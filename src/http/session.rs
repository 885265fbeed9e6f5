//! Session operations abstraction
//!
//! The HTTP/2 connection manager is sans-I/O: it is fed inbound bytes and
//! hands back outbound bytes. This module is the transport side of that
//! seam, wrapping a socket behind `SessionOps` so the server driver can
//! poll, read, write and close without knowing what the socket is.

use super::{Error, Result};
use std::io::{self, Read, Write};
use std::net::TcpStream;
use std::os::fd::AsRawFd;
use std::time::{Duration, Instant};

/// Session operations trait
///
/// This trait defines the operations that can be performed on a transport.
pub trait SessionOps {
    /// Poll the session for events
    ///
    /// Returns true if the session is ready for the requested operation
    fn poll(&self, events: PollEvents, timeout: Option<Duration>) -> Result<bool>;

    /// Read data from the session
    fn read(&mut self, buf: &mut [u8]) -> Result<usize>;

    /// Write data to the session
    fn write(&mut self, buf: &[u8]) -> Result<usize>;

    /// Close the session
    fn close(&mut self) -> Result<()>;
}

/// Poll events
#[derive(Debug, Clone, Copy, PartialEq, Eq)]
pub enum PollEvents {
    Read,
    Write,
    Both,
}

/// HTTP session wrapping a transport with session operations
pub struct HttpSession<S: SessionOps> {
    session: S,
    timeout: Option<Duration>,
    closed: bool,
}

impl<S: SessionOps> HttpSession<S> {
    /// Create a new HTTP session with no idle timeout
    pub fn new(session: S) -> Self {
        HttpSession {
            session,
            timeout: None,
            closed: false,
        }
    }

    /// Set the timeout for operations
    pub fn set_timeout(&mut self, timeout: Option<Duration>) {
        self.timeout = timeout;
    }

    /// Get the timeout
    pub fn timeout(&self) -> Option<Duration> {
        self.timeout
    }

    /// Read data with timeout
    pub fn read(&mut self, buf: &mut [u8]) -> Result<usize> {
        if self.closed {
            return Err(Error::ConnectionClosed);
        }

        if !self.session.poll(PollEvents::Read, self.timeout)? {
            return Err(Error::Timeout);
        }

        self.session.read(buf)
    }

    /// Write the whole buffer, polling for writability before each chunk
    pub fn write_all(&mut self, mut buf: &[u8]) -> Result<()> {
        if self.closed {
            return Err(Error::ConnectionClosed);
        }

        while !buf.is_empty() {
            if !self.session.poll(PollEvents::Write, self.timeout)? {
                return Err(Error::Timeout);
            }

            let n = self.session.write(buf)?;
            if n == 0 {
                return Err(Error::ConnectionClosed);
            }
            buf = &buf[n..];
        }

        Ok(())
    }

    /// Close the session; later reads and writes fail with `ConnectionClosed`
    pub fn close(&mut self) -> Result<()> {
        if self.closed {
            return Ok(());
        }
        self.closed = true;
        self.session.close()
    }

    /// Check whether the session has been closed locally
    pub fn is_closed(&self) -> bool {
        self.closed
    }

    /// Get a reference to the underlying session
    pub fn get_ref(&self) -> &S {
        &self.session
    }

    /// Get a mutable reference to the underlying session
    pub fn get_mut(&mut self) -> &mut S {
        &mut self.session
    }
}

/// Plain file descriptor session operations
pub struct FdSessionOps {
    stream: TcpStream,
}

impl FdSessionOps {
    /// Create a new FD session operations from a TCP stream
    pub fn new(stream: TcpStream) -> Self {
        FdSessionOps { stream }
    }

    /// Get a reference to the underlying stream
    pub fn stream(&self) -> &TcpStream {
        &self.stream
    }
}

impl SessionOps for FdSessionOps {
    fn poll(&self, events: PollEvents, timeout: Option<Duration>) -> Result<bool> {
        use libc::{poll, pollfd, POLLIN, POLLOUT};

        let mut pfd = pollfd {
            fd: self.stream.as_raw_fd(),
            events: match events {
                PollEvents::Read => POLLIN,
                PollEvents::Write => POLLOUT,
                PollEvents::Both => POLLIN | POLLOUT,
            },
            revents: 0,
        };

        let deadline = timeout.map(|d| Instant::now() + d);

        loop {
            let timeout_ms = deadline
                .map(|deadline| {
                    let remaining = deadline.saturating_duration_since(Instant::now());
                    remaining.as_millis().min(i32::MAX as u128) as i32
                })
                .unwrap_or(-1); // -1 = infinite

            let result = unsafe { poll(&mut pfd as *mut pollfd, 1, timeout_ms) };

            if result < 0 {
                let err = io::Error::last_os_error();
                // A signal is not a timeout; wait out the rest of it
                if err.kind() == io::ErrorKind::Interrupted {
                    continue;
                }
                return Err(Error::Io(err));
            }

            return Ok(result > 0);
        }
    }

    fn read(&mut self, buf: &mut [u8]) -> Result<usize> {
        self.stream.read(buf).map_err(Error::from)
    }

    fn write(&mut self, buf: &[u8]) -> Result<usize> {
        self.stream.write(buf).map_err(Error::from)
    }

    fn close(&mut self) -> Result<()> {
        use std::net::Shutdown;
        match self.stream.shutdown(Shutdown::Both) {
            Ok(()) => Ok(()),
            // The peer may already have torn the socket down
            Err(e) if e.kind() == io::ErrorKind::NotConnected => Ok(()),
            Err(e) => Err(Error::from(e)),
        }
    }
}

/// Helper to create an HTTP session from a TCP stream
pub fn from_tcp_stream(stream: TcpStream) -> HttpSession<FdSessionOps> {
    HttpSession::new(FdSessionOps::new(stream))
}
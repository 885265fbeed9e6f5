//! HTTP/2 frame encoding and decoding
//!
//! [`FrameCodec::parse`] turns one complete frame (9-byte header plus
//! payload) into a typed [`Frame`], applying the per-type validity rules of
//! RFC 7540 Section 6. The `encode_*` functions go the other way. HEADERS
//! and PUSH_PROMISE pass through the connection's HPACK context in both
//! directions.

use super::error::{Error, ErrorCode, Result};
use super::frames::*;
use super::hpack::HeaderCompression;
use super::settings::Settings;
use super::MAX_STREAM_ID;
use bytes::{Buf, BufMut, Bytes, BytesMut};
use std::io::{self, Read};

/// HTTP/2 frame header size (9 bytes)
pub const FRAME_HEADER_SIZE: usize = 9;

/// Largest payload length a 24-bit length field can carry
pub const MAX_FRAME_SIZE: usize = 0x00FF_FFFF;

/// Size of one SETTINGS entry (2-byte id + 4-byte value)
const SETTINGS_ENTRY_SIZE: usize = 6;

/// Frame codec for encoding/decoding HTTP/2 frames
pub struct FrameCodec;
//! HTTP/2 frame types and utilities
//!
//! This module defines the frame types specified in RFC 7540 Section 6.
//! [`Frame`] is a sum type over the ten frame kinds; every variant carries
//! its stream id and decoded flags, and [`Frame::header`] derives the common
//! 9-byte header fields from them.

use super::error::ErrorCode;
use super::hpack::HeaderField;
use super::settings::Settings;
use bytes::Bytes;
use std::fmt;

/// HTTP/2 frame types (RFC 7540 Section 6)
#[derive(Debug, Clone, Copy, PartialEq, Eq)]
#[repr(u8)]
pub enum FrameType {
    /// DATA frame (0x0) - Conveys arbitrary, variable-length sequences of octets
    Data = 0x0,
    /// HEADERS frame (0x1) - Opens a stream and carries header block fragment
    Headers = 0x1,
    /// PRIORITY frame (0x2) - Specifies sender-advised priority of a stream
    Priority = 0x2,
    /// RST_STREAM frame (0x3) - Allows immediate termination of a stream
    RstStream = 0x3,
    /// SETTINGS frame (0x4) - Conveys configuration parameters
    Settings = 0x4,
    /// PUSH_PROMISE frame (0x5) - Used to notify peer of intent to initiate stream
    PushPromise = 0x5,
    /// PING frame (0x6) - Mechanism for measuring round-trip time
    Ping = 0x6,
    /// GOAWAY frame (0x7) - Initiates shutdown of connection
    Goaway = 0x7,
    /// WINDOW_UPDATE frame (0x8) - Implements flow control
    WindowUpdate = 0x8,
    /// CONTINUATION frame (0x9) - Continues sequence of header block fragments
    Continuation = 0x9,
}

impl FrameType {
    /// Convert frame type to u8
    pub fn as_u8(self) -> u8 {
        self as u8
    }

    /// Create frame type from u8
    pub fn from_u8(byte: u8) -> Option<Self> {
        match byte {
            0x0 => Some(FrameType::Data),
            0x1 => Some(FrameType::Headers),
            0x2 => Some(FrameType::Priority),
            0x3 => Some(FrameType::RstStream),
            0x4 => Some(FrameType::Settings),
            0x5 => Some(FrameType::PushPromise),
            0x6 => Some(FrameType::Ping),
            0x7 => Some(FrameType::Goaway),
            0x8 => Some(FrameType::WindowUpdate),
            0x9 => Some(FrameType::Continuation),
            _ => None,
        }
    }

    /// Get frame type name
    pub fn name(&self) -> &'static str {
        match self {
            FrameType::Data => "DATA",
            FrameType::Headers => "HEADERS",
            FrameType::Priority => "PRIORITY",
            FrameType::RstStream => "RST_STREAM",
            FrameType::Settings => "SETTINGS",
            FrameType::PushPromise => "PUSH_PROMISE",
            FrameType::Ping => "PING",
            FrameType::Goaway => "GOAWAY",
            FrameType::WindowUpdate => "WINDOW_UPDATE",
            FrameType::Continuation => "CONTINUATION",
        }
    }
}

impl fmt::Display for FrameType {
    fn fmt(&self, f: &mut fmt::Formatter<'_>) -> fmt::Result {
        write!(f, "{} (0x{:x})", self.name(), self.as_u8())
    }
}

/// HTTP/2 frame flags
#[derive(Debug, Clone, Copy, Default, PartialEq, Eq)]
pub struct FrameFlags(u8);

impl FrameFlags {
    /// Create empty flags
    pub fn empty() -> Self {
        FrameFlags(0)
    }

    /// Create from u8
    pub fn from_u8(flags: u8) -> Self {
        FrameFlags(flags)
    }

    /// Get raw u8 value
    pub fn as_u8(&self) -> u8 {
        self.0
    }

    /// Set a flag
    pub fn set(&mut self, flag: u8) {
        self.0 |= flag;
    }

    /// Set a flag when `cond` holds
    pub fn set_if(&mut self, flag: u8, cond: bool) {
        if cond {
            self.set(flag);
        }
    }

    /// Check if a flag is set
    pub fn is_set(&self, flag: u8) -> bool {
        (self.0 & flag) != 0
    }

    // Common flags

    /// END_STREAM flag (0x1)
    pub const END_STREAM: u8 = 0x1;

    /// ACK flag (0x1) - used for SETTINGS and PING
    pub const ACK: u8 = 0x1;

    /// END_HEADERS flag (0x4)
    pub const END_HEADERS: u8 = 0x4;

    /// PADDED flag (0x8)
    pub const PADDED: u8 = 0x8;

    /// PRIORITY flag (0x20)
    pub const PRIORITY: u8 = 0x20;

    /// Check if END_STREAM is set
    pub fn is_end_stream(&self) -> bool {
        self.is_set(Self::END_STREAM)
    }

    /// Check if ACK is set
    pub fn is_ack(&self) -> bool {
        self.is_set(Self::ACK)
    }

    /// Check if END_HEADERS is set
    pub fn is_end_headers(&self) -> bool {
        self.is_set(Self::END_HEADERS)
    }

    /// Check if PADDED is set
    pub fn is_padded(&self) -> bool {
        self.is_set(Self::PADDED)
    }

    /// Check if PRIORITY is set
    pub fn is_priority(&self) -> bool {
        self.is_set(Self::PRIORITY)
    }
}

/// The fixed 9-byte frame header
#[derive(Debug, Clone, Copy, PartialEq, Eq)]
pub struct FrameHeader {
    /// Payload length (24 bits)
    pub length: usize,
    /// Raw frame type; unknown types are kept so the caller can skip them
    pub frame_type: u8,
    /// Frame flags
    pub flags: FrameFlags,
    /// Stream ID (31 bits)
    pub stream_id: u32,
}

impl FrameHeader {
    /// Known frame type, if any
    pub fn kind(&self) -> Option<FrameType> {
        FrameType::from_u8(self.frame_type)
    }
}

/// HTTP/2 frame
#[derive(Debug, Clone, PartialEq)]
pub enum Frame {
    Data(DataFrame),
    Headers(HeadersFrame),
    Priority(PriorityFrame),
    RstStream(RstStreamFrame),
    Settings(SettingsFrame),
    PushPromise(PushPromiseFrame),
    Ping(PingFrame),
    Goaway(GoawayFrame),
    WindowUpdate(WindowUpdateFrame),
    Continuation(ContinuationFrame),
}

impl Frame {
    /// Frame type of this variant
    pub fn frame_type(&self) -> FrameType {
        match self {
            Frame::Data(_) => FrameType::Data,
            Frame::Headers(_) => FrameType::Headers,
            Frame::Priority(_) => FrameType::Priority,
            Frame::RstStream(_) => FrameType::RstStream,
            Frame::Settings(_) => FrameType::Settings,
            Frame::PushPromise(_) => FrameType::PushPromise,
            Frame::Ping(_) => FrameType::Ping,
            Frame::Goaway(_) => FrameType::Goaway,
            Frame::WindowUpdate(_) => FrameType::WindowUpdate,
            Frame::Continuation(_) => FrameType::Continuation,
        }
    }

    /// Stream the frame is addressed to (0 = connection)
    pub fn stream_id(&self) -> u32 {
        match self {
            Frame::Data(f) => f.stream_id,
            Frame::Headers(f) => f.stream_id,
            Frame::Priority(f) => f.stream_id,
            Frame::RstStream(f) => f.stream_id,
            Frame::PushPromise(f) => f.stream_id,
            Frame::WindowUpdate(f) => f.stream_id,
            Frame::Continuation(f) => f.stream_id,
            Frame::Settings(_) | Frame::Ping(_) | Frame::Goaway(_) => 0,
        }
    }

    /// Flags as they appear on the wire
    pub fn flags(&self) -> FrameFlags {
        let mut flags = FrameFlags::empty();
        match self {
            Frame::Data(f) => {
                flags.set_if(FrameFlags::END_STREAM, f.end_stream);
                flags.set_if(FrameFlags::PADDED, f.padding.is_some());
            }
            Frame::Headers(f) => {
                flags.set_if(FrameFlags::END_STREAM, f.end_stream);
                flags.set_if(FrameFlags::END_HEADERS, f.end_headers);
                flags.set_if(FrameFlags::PADDED, f.padding.is_some());
                flags.set_if(FrameFlags::PRIORITY, f.priority.is_some());
            }
            Frame::PushPromise(f) => {
                flags.set_if(FrameFlags::END_HEADERS, f.end_headers);
                flags.set_if(FrameFlags::PADDED, f.padding.is_some());
            }
            Frame::Continuation(f) => flags.set_if(FrameFlags::END_HEADERS, f.end_headers),
            Frame::Settings(f) => flags.set_if(FrameFlags::ACK, f.ack),
            Frame::Ping(f) => flags.set_if(FrameFlags::ACK, f.ack),
            Frame::Priority(_) | Frame::RstStream(_) | Frame::Goaway(_) | Frame::WindowUpdate(_) => {}
        }
        flags
    }

    /// Check if this frame ends its stream
    pub fn is_end_stream(&self) -> bool {
        match self {
            Frame::Data(f) => f.end_stream,
            Frame::Headers(f) => f.end_stream,
            _ => false,
        }
    }
}

impl fmt::Display for Frame {
    fn fmt(&self, f: &mut fmt::Formatter<'_>) -> fmt::Result {
        write!(
            f,
            "{} stream={} flags=0x{:02x}",
            self.frame_type().name(),
            self.stream_id(),
            self.flags().as_u8()
        )
    }
}

/// DATA frame (RFC 7540 Section 6.1)
#[derive(Debug, Clone, PartialEq, Eq)]
pub struct DataFrame {
    /// Stream ID
    pub stream_id: u32,
    /// Data payload
    pub data: Bytes,
    /// END_STREAM flag
    pub end_stream: bool,
    /// Padding length (if PADDED flag is set)
    pub padding: Option<u8>,
}

impl DataFrame {
    /// Create a new DATA frame
    pub fn new(stream_id: u32, data: Bytes, end_stream: bool) -> Self {
        DataFrame {
            stream_id,
            data,
            end_stream,
            padding: None,
        }
    }

    /// Set padding
    pub fn with_padding(mut self, padding: u8) -> Self {
        self.padding = Some(padding);
        self
    }

    /// Get total payload size including padding
    pub fn frame_size(&self) -> usize {
        let mut size = self.data.len();
        if let Some(pad_len) = self.padding {
            size += 1 + pad_len as usize; // 1 byte for pad length field + padding
        }
        size
    }
}

/// HEADERS frame (RFC 7540 Section 6.2)
///
/// Carries the decoded header list; the codec compresses it on write.
#[derive(Debug, Clone, PartialEq, Eq)]
pub struct HeadersFrame {
    /// Stream ID
    pub stream_id: u32,
    /// Header fields
    pub fields: Vec<HeaderField>,
    /// END_STREAM flag
    pub end_stream: bool,
    /// END_HEADERS flag
    pub end_headers: bool,
    /// Priority information (if PRIORITY flag is set)
    pub priority: Option<PrioritySpec>,
    /// Padding length (if PADDED flag is set)
    pub padding: Option<u8>,
}

impl HeadersFrame {
    /// Create a new HEADERS frame with END_HEADERS set
    pub fn new(stream_id: u32, fields: Vec<HeaderField>, end_stream: bool) -> Self {
        HeadersFrame {
            stream_id,
            fields,
            end_stream,
            end_headers: true,
            priority: None,
            padding: None,
        }
    }

    /// Set priority
    pub fn with_priority(mut self, priority: PrioritySpec) -> Self {
        self.priority = Some(priority);
        self
    }

    /// Set padding
    pub fn with_padding(mut self, padding: u8) -> Self {
        self.padding = Some(padding);
        self
    }

    /// Value of the first field with the given name
    pub fn get(&self, name: &str) -> Option<&str> {
        self.fields
            .iter()
            .find(|f| f.name == name)
            .map(|f| f.value.as_str())
    }
}

/// Priority specification (RFC 7540 Section 6.3)
#[derive(Debug, Clone, Copy, PartialEq, Eq)]
pub struct PrioritySpec {
    /// Stream dependency
    pub stream_dependency: u32,
    /// Exclusive flag
    pub exclusive: bool,
    /// Weight as transmitted (effective weight is this plus one)
    pub weight: u8,
}

impl PrioritySpec {
    /// Create a new priority specification
    pub fn new(stream_dependency: u32, exclusive: bool, weight: u8) -> Self {
        PrioritySpec {
            stream_dependency,
            exclusive,
            weight,
        }
    }
}

/// PRIORITY frame (RFC 7540 Section 6.3)
#[derive(Debug, Clone, Copy, PartialEq, Eq)]
pub struct PriorityFrame {
    /// Stream ID
    pub stream_id: u32,
    /// Priority specification
    pub priority: PrioritySpec,
}

/// RST_STREAM frame (RFC 7540 Section 6.4)
#[derive(Debug, Clone, Copy, PartialEq, Eq)]
pub struct RstStreamFrame {
    /// Stream ID
    pub stream_id: u32,
    /// Error code
    pub error_code: ErrorCode,
}

impl RstStreamFrame {
    /// Create a new RST_STREAM frame
    pub fn new(stream_id: u32, error_code: ErrorCode) -> Self {
        RstStreamFrame {
            stream_id,
            error_code,
        }
    }
}

/// SETTINGS frame (RFC 7540 Section 6.5)
#[derive(Debug, Clone, PartialEq, Eq)]
pub struct SettingsFrame {
    /// ACK flag
    pub ack: bool,
    /// Settings parameters
    pub settings: Settings,
}

impl SettingsFrame {
    /// Create a new SETTINGS frame
    pub fn new(settings: Settings) -> Self {
        SettingsFrame {
            ack: false,
            settings,
        }
    }

    /// Create a SETTINGS ACK frame
    pub fn ack() -> Self {
        SettingsFrame {
            ack: true,
            settings: Settings::new(),
        }
    }
}

/// PUSH_PROMISE frame (RFC 7540 Section 6.6)
#[derive(Debug, Clone, PartialEq, Eq)]
pub struct PushPromiseFrame {
    /// Stream ID of the associated request
    pub stream_id: u32,
    /// Promised stream ID
    pub promised_stream_id: u32,
    /// Request header fields of the promised stream
    pub fields: Vec<HeaderField>,
    /// END_HEADERS flag
    pub end_headers: bool,
    /// Padding length (if PADDED flag is set)
    pub padding: Option<u8>,
}

impl PushPromiseFrame {
    /// Create a new PUSH_PROMISE frame with END_HEADERS set
    pub fn new(stream_id: u32, promised_stream_id: u32, fields: Vec<HeaderField>) -> Self {
        PushPromiseFrame {
            stream_id,
            promised_stream_id,
            fields,
            end_headers: true,
            padding: None,
        }
    }
}

/// PING frame (RFC 7540 Section 6.7)
#[derive(Debug, Clone, Copy, PartialEq, Eq)]
pub struct PingFrame {
    /// ACK flag
    pub ack: bool,
    /// Opaque data (8 bytes)
    pub data: [u8; 8],
}

impl PingFrame {
    /// Create a new PING frame
    pub fn new(data: [u8; 8]) -> Self {
        PingFrame { ack: false, data }
    }

    /// Create a PING ACK frame
    pub fn ack(data: [u8; 8]) -> Self {
        PingFrame { ack: true, data }
    }
}

/// GOAWAY frame (RFC 7540 Section 6.8)
#[derive(Debug, Clone, PartialEq, Eq)]
pub struct GoawayFrame {
    /// Last stream ID
    pub last_stream_id: u32,
    /// Error code
    pub error_code: ErrorCode,
    /// Debug data
    pub debug_data: Bytes,
}

impl GoawayFrame {
    /// Create a new GOAWAY frame
    pub fn new(last_stream_id: u32, error_code: ErrorCode, debug_data: Bytes) -> Self {
        GoawayFrame {
            last_stream_id,
            error_code,
            debug_data,
        }
    }
}

/// WINDOW_UPDATE frame (RFC 7540 Section 6.9)
#[derive(Debug, Clone, Copy, PartialEq, Eq)]
pub struct WindowUpdateFrame {
    /// Stream ID (0 for connection-level)
    pub stream_id: u32,
    /// Window size increment
    pub size_increment: u32,
}

impl WindowUpdateFrame {
    /// Create a new WINDOW_UPDATE frame
    pub fn new(stream_id: u32, size_increment: u32) -> Self {
        WindowUpdateFrame {
            stream_id,
            size_increment,
        }
    }
}

/// CONTINUATION frame (RFC 7540 Section 6.10)
///
/// The fragment is kept compressed: header blocks spanning several frames
/// are not reassembled.
#[derive(Debug, Clone, PartialEq, Eq)]
pub struct ContinuationFrame {
    /// Stream ID
    pub stream_id: u32,
    /// Header block fragment
    pub header_block: Bytes,
    /// END_HEADERS flag
    pub end_headers: bool,
}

****************

From the first line of the entries above to the line with "the requested operation", please return every line exactly, keeping both ends.

filename src/http/session.rs
repository 885265fbeed9e6f5
//! Session operations abstraction
//!
//! The HTTP/2 connection manager is sans-I/O: it is fed inbound bytes and
//! hands back outbound bytes. This module is the transport side of that
//! seam, wrapping a socket behind `SessionOps` so the server driver can
//! poll, read, write and close without knowing what the socket is.

use super::{Error, Result};
use std::io::{self, Read, Write};
use std::net::TcpStream;
use std::os::fd::AsRawFd;
use std::time::{Duration, Instant};

/// Session operations trait
///
/// This trait defines the operations that can be performed on a transport.
pub trait SessionOps {
    /// Poll the session for events
    ///
    /// Returns true if the session is ready for the requested operation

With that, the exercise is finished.